→ **TASK**
Please return every record exactly as it appears.

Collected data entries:

________

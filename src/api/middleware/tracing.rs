//! HTTP request/response tracing middleware.

use tower_http::LatencyUnit;
use tower_http::classify::{ServerErrorsAsFailures, SharedClassifier};
use tower_http::trace::{DefaultMakeSpan, DefaultOnFailure, DefaultOnResponse, TraceLayer};
use tracing::Level;

/// Creates a tracing middleware for HTTP requests.
///
/// One `INFO` span per request carrying method, URI and version. The
/// response is logged at `INFO` with status and latency in milliseconds;
/// 5xx responses are additionally logged at `ERROR`.
///
/// # Example Logs
///
/// ```text
/// INFO request{method=GET uri=/promo1 version=HTTP/1.1}: finished processing request latency=2 ms status=302
/// INFO request{method=GET uri=/old123 version=HTTP/1.1}: finished processing request latency=3 ms status=410
/// ```
pub fn layer() -> TraceLayer<SharedClassifier<ServerErrorsAsFailures>> {
    TraceLayer::new_for_http()
        .make_span_with(DefaultMakeSpan::new().level(Level::INFO))
        .on_response(
            DefaultOnResponse::new()
                .level(Level::INFO)
                .latency_unit(LatencyUnit::Millis),
        )
        .on_failure(
            DefaultOnFailure::new()
                .level(Level::ERROR)
                .latency_unit(LatencyUnit::Millis),
        )
}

________

→ **RESPONSE TO THE EXERCISE**
filename src/api/middleware/tracing.rs
//! HTTP request/response tracing middleware.

use tower_http::LatencyUnit;
use tower_http::classify::{ServerErrorsAsFailures, SharedClassifier};
use tower_http::trace::{DefaultMakeSpan, DefaultOnFailure, DefaultOnResponse, TraceLayer};
use tracing::Level;

/// Creates a tracing middleware for HTTP requests.
///
/// One `INFO` span per request carrying method, URI and version. The
/// response is logged at `INFO` with status and latency in milliseconds;
/// 5xx responses are additionally logged at `ERROR`.
///
/// # Example Logs
///
/// ```text
/// INFO request{method=GET uri=/promo1 version=HTTP/1.1}: finished processing request latency=2 ms status=302
/// INFO request{method=GET uri=/old123 version=HTTP/1.1}: finished processing request latency=3 ms status=410
/// ```
pub fn layer() -> TraceLayer<SharedClassifier<ServerErrorsAsFailures>> {
    TraceLayer::new_for_http()
        .make_span_with(DefaultMakeSpan::new().level(Level::INFO))
        .on_response(
            DefaultOnResponse::new()
                .level(Level::INFO)
                .latency_unit(LatencyUnit::Millis),
        )
        .on_failure(
            DefaultOnFailure::new()
                .level(Level::ERROR)
                .latency_unit(LatencyUnit::Millis),
        )
}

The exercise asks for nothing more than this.